Take the Alto Rhapsody, poignantly done by Janet Baker; she was
in good voice for this Virgin recording, but if only French EMI had
called in her recording from 20 years earlier made with Sir Adrian Boult
on superbly introspective form, currently lurking on an HMV Classics
disc. Richard Hickox loses his way at the transition from Goethe’s despairing
Harzreise in Winter to Brahms’s own text for the consolatory
chorale, which thereby adds support to Wood’s contention that it is
‘the weakest section of the piece… only achieving a certain sanctimoniousness’.
Klaus Tennstedt’s German Requiem is firmly in the reverential
mould of Celibidache, Lehmann, Haitink and others, if more inclined
than them to sudden conflagrations of intensity. So the sectional structure
of Denn wir haben kein bleibende Statt with its many tempo changes
convinces more successfully than Tennstedt’s restlessness in Denn
alles fleisch ist wie als gras. Jessye Norman is too voluptuously
voiced for Ihr hab nun ein Traurigkeit, but her breath control
enables her to loft lines where others break them halfway through. Hynninen,
like Bryn Terfel, Wolfgang Brendel and David Wilson-Johnson, threatens
fire and brimstone more effectively than he offers peaceful consolation.
The choir's first entry is disappointingly muffled and the engineers
continue to do them few favours. They muster plenty of enthusiasm for
the work's two great fugues (in the third and sixth movements) and their
German is excellent. Their intonation is not as culpable as the Vienna
Singverein on several versions, but nor is it anywhere near perfect.
Brahms places such strenuous demands on the choir (possibly exceeding
even those of the Missa Solemnis) that live recordings of the
Requiem must nearly always be borne with a certain amount of patience.

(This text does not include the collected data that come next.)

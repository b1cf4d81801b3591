//! # Opcode Metadata Table
//!
//! The 256-entry decode table that is the single source of truth for all
//! instruction metadata: mnemonic, addressing mode, instruction length, and
//! base cycle cost.
//!
//! The table covers the 151 documented NMOS 6502 opcodes. The remaining
//! slots are `None`; fetching one fails dispatch with
//! [`CpuError::UnknownOpcode`](crate::CpuError::UnknownOpcode). The table
//! is built at compile time and shared read-only between CPU instances.

use crate::addressing::AddressingMode;

/// Instruction families of the documented NMOS 6502 set.
#[derive(Debug, Clone, Copy, PartialEq, Eq)]
pub enum Mnemonic {
    Adc, And, Asl, Bcc, Bcs, Beq, Bit, Bmi, Bne, Bpl, Brk, Bvc, Bvs,
    Clc, Cld, Cli, Clv, Cmp, Cpx, Cpy, Dec, Dex, Dey, Eor, Inc, Inx, Iny,
    Jmp, Jsr, Lda, Ldx, Ldy, Lsr, Nop, Ora, Pha, Php, Pla, Plp,
    Rol, Ror, Rti, Rts, Sbc, Sec, Sed, Sei, Sta, Stx, Sty,
    Tax, Tay, Tsx, Txa, Txs, Tya,
}

impl Mnemonic {
    /// Instructions that set PC themselves (branches, jumps, returns, BRK).
    /// The driver must not advance PC past their operand bytes.
    pub(crate) fn controls_pc(self) -> bool {
        matches!(
            self,
            Mnemonic::Bcc
                | Mnemonic::Bcs
                | Mnemonic::Beq
                | Mnemonic::Bmi
                | Mnemonic::Bne
                | Mnemonic::Bpl
                | Mnemonic::Bvc
                | Mnemonic::Bvs
                | Mnemonic::Brk
                | Mnemonic::Jmp
                | Mnemonic::Jsr
                | Mnemonic::Rti
                | Mnemonic::Rts
        )
    }

    /// Value-reading instructions pay one extra cycle when indexed
    /// resolution crosses a page. Stores and read-modify-write instructions
    /// carry their fixed indexing cost in `base_cycles` instead.
    pub(crate) fn page_cross_penalty(self) -> bool {
        matches!(
            self,
            Mnemonic::Adc
                | Mnemonic::And
                | Mnemonic::Cmp
                | Mnemonic::Eor
                | Mnemonic::Lda
                | Mnemonic::Ldx
                | Mnemonic::Ldy
                | Mnemonic::Ora
                | Mnemonic::Sbc
        )
    }

    /// Canonical three-letter assembler name.
    pub fn name(self) -> &'static str {
        match self {
            Mnemonic::Adc => "ADC",
            Mnemonic::And => "AND",
            Mnemonic::Asl => "ASL",
            Mnemonic::Bcc => "BCC",
            Mnemonic::Bcs => "BCS",
            Mnemonic::Beq => "BEQ",
            Mnemonic::Bit => "BIT",
            Mnemonic::Bmi => "BMI",
            Mnemonic::Bne => "BNE",
            Mnemonic::Bpl => "BPL",
            Mnemonic::Brk => "BRK",
            Mnemonic::Bvc => "BVC",
            Mnemonic::Bvs => "BVS",
            Mnemonic::Clc => "CLC",
            Mnemonic::Cld => "CLD",
            Mnemonic::Cli => "CLI",
            Mnemonic::Clv => "CLV",
            Mnemonic::Cmp => "CMP",
            Mnemonic::Cpx => "CPX",
            Mnemonic::Cpy => "CPY",
            Mnemonic::Dec => "DEC",
            Mnemonic::Dex => "DEX",
            Mnemonic::Dey => "DEY",
            Mnemonic::Eor => "EOR",
            Mnemonic::Inc => "INC",
            Mnemonic::Inx => "INX",
            Mnemonic::Iny => "INY",
            Mnemonic::Jmp => "JMP",
            Mnemonic::Jsr => "JSR",
            Mnemonic::Lda => "LDA",
            Mnemonic::Ldx => "LDX",
            Mnemonic::Ldy => "LDY",
            Mnemonic::Lsr => "LSR",
            Mnemonic::Nop => "NOP",
            Mnemonic::Ora => "ORA",
            Mnemonic::Pha => "PHA",
            Mnemonic::Php => "PHP",
            Mnemonic::Pla => "PLA",
            Mnemonic::Plp => "PLP",
            Mnemonic::Rol => "ROL",
            Mnemonic::Ror => "ROR",
            Mnemonic::Rti => "RTI",
            Mnemonic::Rts => "RTS",
            Mnemonic::Sbc => "SBC",
            Mnemonic::Sec => "SEC",
            Mnemonic::Sed => "SED",
            Mnemonic::Sei => "SEI",
            Mnemonic::Sta => "STA",
            Mnemonic::Stx => "STX",
            Mnemonic::Sty => "STY",
            Mnemonic::Tax => "TAX",
            Mnemonic::Tay => "TAY",
            Mnemonic::Tsx => "TSX",
            Mnemonic::Txa => "TXA",
            Mnemonic::Txs => "TXS",
            Mnemonic::Tya => "TYA",
        }
    }
}

impl std::fmt::Display for Mnemonic {
    fn fmt(&self, f: &mut std::fmt::Formatter) -> std::fmt::Result {
        f.write_str(self.name())
    }
}

/// Decode metadata for one opcode.
#[derive(Debug, Clone, Copy, PartialEq, Eq)]
pub struct Opcode {
    /// Instruction family this opcode belongs to.
    pub mnemonic: Mnemonic,

    /// How the operand bytes are interpreted.
    pub mode: AddressingMode,

    /// Total instruction length in bytes, opcode included (1-3).
    pub bytes: u8,

    /// Base cycle cost before page-cross and branch penalties.
    pub cycles: u8,
}

const fn op(mnemonic: Mnemonic, mode: AddressingMode, bytes: u8, cycles: u8) -> Option<Opcode> {
    Some(Opcode {
        mnemonic,
        mode,
        bytes,
        cycles,
    })
}

/// The 256-entry dispatch table, indexed by opcode byte.
///
/// Undefined (unofficial) opcodes are `None`.
///
/// # Examples
///
/// ```
/// use mos6502::{AddressingMode, Mnemonic, OPCODE_TABLE};
///
/// let lda_imm = OPCODE_TABLE[0xA9].unwrap();
/// assert_eq!(lda_imm.mnemonic, Mnemonic::Lda);
/// assert_eq!(lda_imm.mode, AddressingMode::Immediate);
/// assert_eq!(lda_imm.bytes, 2);
/// assert_eq!(lda_imm.cycles, 2);
///
/// assert!(OPCODE_TABLE[0x02].is_none());
/// ```
pub static OPCODE_TABLE: [Option<Opcode>; 256] = build_table();

const fn build_table() -> [Option<Opcode>; 256] {
    use AddressingMode::*;
    use Mnemonic::*;

    let mut t: [Option<Opcode>; 256] = [None; 256];

    // ADC
    t[0x69] = op(Adc, Immediate, 2, 2);
    t[0x65] = op(Adc, ZeroPage, 2, 3);
    t[0x75] = op(Adc, ZeroPageX, 2, 4);
    t[0x6D] = op(Adc, Absolute, 3, 4);
    t[0x7D] = op(Adc, AbsoluteX, 3, 4);
    t[0x79] = op(Adc, AbsoluteY, 3, 4);
    t[0x61] = op(Adc, IndirectX, 2, 6);
    t[0x71] = op(Adc, IndirectY, 2, 5);

    // AND
    t[0x29] = op(And, Immediate, 2, 2);
    t[0x25] = op(And, ZeroPage, 2, 3);
    t[0x35] = op(And, ZeroPageX, 2, 4);
    t[0x2D] = op(And, Absolute, 3, 4);
    t[0x3D] = op(And, AbsoluteX, 3, 4);
    t[0x39] = op(And, AbsoluteY, 3, 4);
    t[0x21] = op(And, IndirectX, 2, 6);
    t[0x31] = op(And, IndirectY, 2, 5);

    // ASL
    t[0x0A] = op(Asl, Accumulator, 1, 2);
    t[0x06] = op(Asl, ZeroPage, 2, 5);
    t[0x16] = op(Asl, ZeroPageX, 2, 6);
    t[0x0E] = op(Asl, Absolute, 3, 6);
    t[0x1E] = op(Asl, AbsoluteX, 3, 7);

    // Branches
    t[0x90] = op(Bcc, Relative, 2, 2);
    t[0xB0] = op(Bcs, Relative, 2, 2);
    t[0xF0] = op(Beq, Relative, 2, 2);
    t[0x30] = op(Bmi, Relative, 2, 2);
    t[0xD0] = op(Bne, Relative, 2, 2);
    t[0x10] = op(Bpl, Relative, 2, 2);
    t[0x50] = op(Bvc, Relative, 2, 2);
    t[0x70] = op(Bvs, Relative, 2, 2);

    // BIT
    t[0x24] = op(Bit, ZeroPage, 2, 3);
    t[0x2C] = op(Bit, Absolute, 3, 4);

    // BRK
    t[0x00] = op(Brk, Implied, 1, 7);

    // Flag operations
    t[0x18] = op(Clc, Implied, 1, 2);
    t[0xD8] = op(Cld, Implied, 1, 2);
    t[0x58] = op(Cli, Implied, 1, 2);
    t[0xB8] = op(Clv, Implied, 1, 2);
    t[0x38] = op(Sec, Implied, 1, 2);
    t[0xF8] = op(Sed, Implied, 1, 2);
    t[0x78] = op(Sei, Implied, 1, 2);

    // CMP
    t[0xC9] = op(Cmp, Immediate, 2, 2);
    t[0xC5] = op(Cmp, ZeroPage, 2, 3);
    t[0xD5] = op(Cmp, ZeroPageX, 2, 4);
    t[0xCD] = op(Cmp, Absolute, 3, 4);
    t[0xDD] = op(Cmp, AbsoluteX, 3, 4);
    t[0xD9] = op(Cmp, AbsoluteY, 3, 4);
    t[0xC1] = op(Cmp, IndirectX, 2, 6);
    t[0xD1] = op(Cmp, IndirectY, 2, 5);

    // CPX / CPY
    t[0xE0] = op(Cpx, Immediate, 2, 2);
    t[0xE4] = op(Cpx, ZeroPage, 2, 3);
    t[0xEC] = op(Cpx, Absolute, 3, 4);
    t[0xC0] = op(Cpy, Immediate, 2, 2);
    t[0xC4] = op(Cpy, ZeroPage, 2, 3);
    t[0xCC] = op(Cpy, Absolute, 3, 4);

    // DEC / DEX / DEY
    t[0xC6] = op(Dec, ZeroPage, 2, 5);
    t[0xD6] = op(Dec, ZeroPageX, 2, 6);
    t[0xCE] = op(Dec, Absolute, 3, 6);
    t[0xDE] = op(Dec, AbsoluteX, 3, 7);
    t[0xCA] = op(Dex, Implied, 1, 2);
    t[0x88] = op(Dey, Implied, 1, 2);

    // EOR
    t[0x49] = op(Eor, Immediate, 2, 2);
    t[0x45] = op(Eor, ZeroPage, 2, 3);
    t[0x55] = op(Eor, ZeroPageX, 2, 4);
    t[0x4D] = op(Eor, Absolute, 3, 4);
    t[0x5D] = op(Eor, AbsoluteX, 3, 4);
    t[0x59] = op(Eor, AbsoluteY, 3, 4);
    t[0x41] = op(Eor, IndirectX, 2, 6);
    t[0x51] = op(Eor, IndirectY, 2, 5);

    // INC / INX / INY
    t[0xE6] = op(Inc, ZeroPage, 2, 5);
    t[0xF6] = op(Inc, ZeroPageX, 2, 6);
    t[0xEE] = op(Inc, Absolute, 3, 6);
    t[0xFE] = op(Inc, AbsoluteX, 3, 7);
    t[0xE8] = op(Inx, Implied, 1, 2);
    t[0xC8] = op(Iny, Implied, 1, 2);

    // JMP / JSR
    t[0x4C] = op(Jmp, Absolute, 3, 3);
    t[0x6C] = op(Jmp, Indirect, 3, 5);
    t[0x20] = op(Jsr, Absolute, 3, 6);

    // LDA
    t[0xA9] = op(Lda, Immediate, 2, 2);
    t[0xA5] = op(Lda, ZeroPage, 2, 3);
    t[0xB5] = op(Lda, ZeroPageX, 2, 4);
    t[0xAD] = op(Lda, Absolute, 3, 4);
    t[0xBD] = op(Lda, AbsoluteX, 3, 4);
    t[0xB9] = op(Lda, AbsoluteY, 3, 4);
    t[0xA1] = op(Lda, IndirectX, 2, 6);
    t[0xB1] = op(Lda, IndirectY, 2, 5);

    // LDX / LDY
    t[0xA2] = op(Ldx, Immediate, 2, 2);
    t[0xA6] = op(Ldx, ZeroPage, 2, 3);
    t[0xB6] = op(Ldx, ZeroPageY, 2, 4);
    t[0xAE] = op(Ldx, Absolute, 3, 4);
    t[0xBE] = op(Ldx, AbsoluteY, 3, 4);
    t[0xA0] = op(Ldy, Immediate, 2, 2);
    t[0xA4] = op(Ldy, ZeroPage, 2, 3);
    t[0xB4] = op(Ldy, ZeroPageX, 2, 4);
    t[0xAC] = op(Ldy, Absolute, 3, 4);
    t[0xBC] = op(Ldy, AbsoluteX, 3, 4);

    // LSR
    t[0x4A] = op(Lsr, Accumulator, 1, 2);
    t[0x46] = op(Lsr, ZeroPage, 2, 5);
    t[0x56] = op(Lsr, ZeroPageX, 2, 6);
    t[0x4E] = op(Lsr, Absolute, 3, 6);
    t[0x5E] = op(Lsr, AbsoluteX, 3, 7);

    // NOP
    t[0xEA] = op(Nop, Implied, 1, 2);

    // ORA
    t[0x09] = op(Ora, Immediate, 2, 2);
    t[0x05] = op(Ora, ZeroPage, 2, 3);
    t[0x15] = op(Ora, ZeroPageX, 2, 4);
    t[0x0D] = op(Ora, Absolute, 3, 4);
    t[0x1D] = op(Ora, AbsoluteX, 3, 4);
    t[0x19] = op(Ora, AbsoluteY, 3, 4);
    t[0x01] = op(Ora, IndirectX, 2, 6);
    t[0x11] = op(Ora, IndirectY, 2, 5);

    // Stack operations
    t[0x48] = op(Pha, Implied, 1, 3);
    t[0x08] = op(Php, Implied, 1, 3);
    t[0x68] = op(Pla, Implied, 1, 4);
    t[0x28] = op(Plp, Implied, 1, 4);

    // ROL / ROR
    t[0x2A] = op(Rol, Accumulator, 1, 2);
    t[0x26] = op(Rol, ZeroPage, 2, 5);
    t[0x36] = op(Rol, ZeroPageX, 2, 6);
    t[0x2E] = op(Rol, Absolute, 3, 6);
    t[0x3E] = op(Rol, AbsoluteX, 3, 7);
    t[0x6A] = op(Ror, Accumulator, 1, 2);
    t[0x66] = op(Ror, ZeroPage, 2, 5);
    t[0x76] = op(Ror, ZeroPageX, 2, 6);
    t[0x6E] = op(Ror, Absolute, 3, 6);
    t[0x7E] = op(Ror, AbsoluteX, 3, 7);

    // RTI / RTS
    t[0x40] = op(Rti, Implied, 1, 6);
    t[0x60] = op(Rts, Implied, 1, 6);

    // SBC
    t[0xE9] = op(Sbc, Immediate, 2, 2);
    t[0xE5] = op(Sbc, ZeroPage, 2, 3);
    t[0xF5] = op(Sbc, ZeroPageX, 2, 4);
    t[0xED] = op(Sbc, Absolute, 3, 4);
    t[0xFD] = op(Sbc, AbsoluteX, 3, 4);
    t[0xF9] = op(Sbc, AbsoluteY, 3, 4);
    t[0xE1] = op(Sbc, IndirectX, 2, 6);
    t[0xF1] = op(Sbc, IndirectY, 2, 5);

    // STA
    t[0x85] = op(Sta, ZeroPage, 2, 3);
    t[0x95] = op(Sta, ZeroPageX, 2, 4);
    t[0x8D] = op(Sta, Absolute, 3, 4);
    t[0x9D] = op(Sta, AbsoluteX, 3, 5);
    t[0x99] = op(Sta, AbsoluteY, 3, 5);
    t[0x81] = op(Sta, IndirectX, 2, 6);
    t[0x91] = op(Sta, IndirectY, 2, 6);

    // STX / STY
    t[0x86] = op(Stx, ZeroPage, 2, 3);
    t[0x96] = op(Stx, ZeroPageY, 2, 4);
    t[0x8E] = op(Stx, Absolute, 3, 4);
    t[0x84] = op(Sty, ZeroPage, 2, 3);
    t[0x94] = op(Sty, ZeroPageX, 2, 4);
    t[0x8C] = op(Sty, Absolute, 3, 4);

    // Transfers
    t[0xAA] = op(Tax, Implied, 1, 2);
    t[0xA8] = op(Tay, Implied, 1, 2);
    t[0xBA] = op(Tsx, Implied, 1, 2);
    t[0x8A] = op(Txa, Implied, 1, 2);
    t[0x9A] = op(Txs, Implied, 1, 2);
    t[0x98] = op(Tya, Implied, 1, 2);

    t
}
//! # ALU Instructions
//!
//! Arithmetic and logic: ADC, SBC, AND, ORA, EOR, BIT, CMP, CPX, CPY.
//!
//! ADC/SBC compute in binary regardless of the Decimal flag (NES-profile
//! behavior). SBC is ADC of the one's complement: the carry-in supplies
//! the missing +1, so Carry doubles as the borrow indicator.

use crate::addressing::Operand;
use crate::cpu::Cpu;
use crate::memory::MemoryBus;

/// ADC: A <- A + operand + Carry; sets C, V, N, Z.
pub(crate) fn adc<M: MemoryBus>(cpu: &mut Cpu<M>, operand: Operand) {
    let value = cpu.read_operand(operand);
    add_with_carry(cpu, value);
}

/// SBC: A <- A - operand - (1 - Carry), implemented as ADC of !operand.
pub(crate) fn sbc<M: MemoryBus>(cpu: &mut Cpu<M>, operand: Operand) {
    let value = cpu.read_operand(operand);
    add_with_carry(cpu, !value);
}

fn add_with_carry<M: MemoryBus>(cpu: &mut Cpu<M>, value: u8) {
    let a = cpu.a;
    let sum = a as u16 + value as u16 + cpu.flag_c() as u16;
    let result = sum as u8;

    cpu.set_flag_c(sum > 0xFF);
    // Signed overflow: both addends share a sign the result lacks.
    cpu.set_flag_v(((a ^ result) & (value ^ result) & 0x80) != 0);
    cpu.a = result;
    cpu.set_flags_nz(result);
}

/// AND: A <- A & operand; sets N, Z.
pub(crate) fn and<M: MemoryBus>(cpu: &mut Cpu<M>, operand: Operand) {
    let result = cpu.a & cpu.read_operand(operand);
    cpu.a = result;
    cpu.set_flags_nz(result);
}

/// ORA: A <- A | operand; sets N, Z.
pub(crate) fn ora<M: MemoryBus>(cpu: &mut Cpu<M>, operand: Operand) {
    let result = cpu.a | cpu.read_operand(operand);
    cpu.a = result;
    cpu.set_flags_nz(result);
}

/// EOR: A <- A ^ operand; sets N, Z.
pub(crate) fn eor<M: MemoryBus>(cpu: &mut Cpu<M>, operand: Operand) {
    let result = cpu.a ^ cpu.read_operand(operand);
    cpu.a = result;
    cpu.set_flags_nz(result);
}

/// BIT: Z from A & operand, N and V copied from operand bits 7 and 6.
/// A is untouched.
pub(crate) fn bit<M: MemoryBus>(cpu: &mut Cpu<M>, operand: Operand) {
    let value = cpu.read_operand(operand);
    cpu.set_flag_z(cpu.a & value == 0);
    cpu.set_flag_n(value & 0x80 != 0);
    cpu.set_flag_v(value & 0x40 != 0);
}

/// CMP: flags from A - operand.
pub(crate) fn cmp<M: MemoryBus>(cpu: &mut Cpu<M>, operand: Operand) {
    let reg = cpu.a;
    compare(cpu, reg, operand);
}

/// CPX: flags from X - operand.
pub(crate) fn cpx<M: MemoryBus>(cpu: &mut Cpu<M>, operand: Operand) {
    let reg = cpu.x;
    compare(cpu, reg, operand);
}

/// CPY: flags from Y - operand.
pub(crate) fn cpy<M: MemoryBus>(cpu: &mut Cpu<M>, operand: Operand) {
    let reg = cpu.y;
    compare(cpu, reg, operand);
}

// Carry means "no borrow": reg >= operand. The register is not modified.
fn compare<M: MemoryBus>(cpu: &mut Cpu<M>, reg: u8, operand: Operand) {
    let value = cpu.read_operand(operand);
    cpu.set_flag_c(reg >= value);
    cpu.set_flags_nz(reg.wrapping_sub(value));
}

I have almost never heard a soprano section which can project the opening
line of the concluding Selig sind die Toten with a clean, fresh
forte immediately after the rigours of Denn wir haben kein bleibende
Statt. The Eric Ericson Chamber Choir and Swedish Radio Choir manage
it for Abbado, on DG and on TDK DVD, but the ladies of the London Philharmonic
Choir (in the studio) do not.
The initial issue of Tennstedt’s German Requiem
was paired with a fine Song of Destiny, cut from the same contemplative
cloth. The compilers have passed over it in favour of a Plasson recording
that is new to the UK but no more desirable for that. It’s more transparent,
but then so is weak coffee: with Tennstedt (and Abbado, whose three
recordings indicate his strong sympathy for the piece) you can taste
the grains at the bottom of Brahms’s cup. What the compilers give with
one hand they take away with the other: Plasson’s original coupling
(with Rinaldo) of the funereal Begräbnisgesang is
rejected in favour of Roger Norrington’s starker view. The volumes of
German Baroque music by Schütz, Bruhns and others which covered
Brahms’s library are brought to life again in the simplicity of the
vocal writing, throbbing drum beats and portentous trombone lines.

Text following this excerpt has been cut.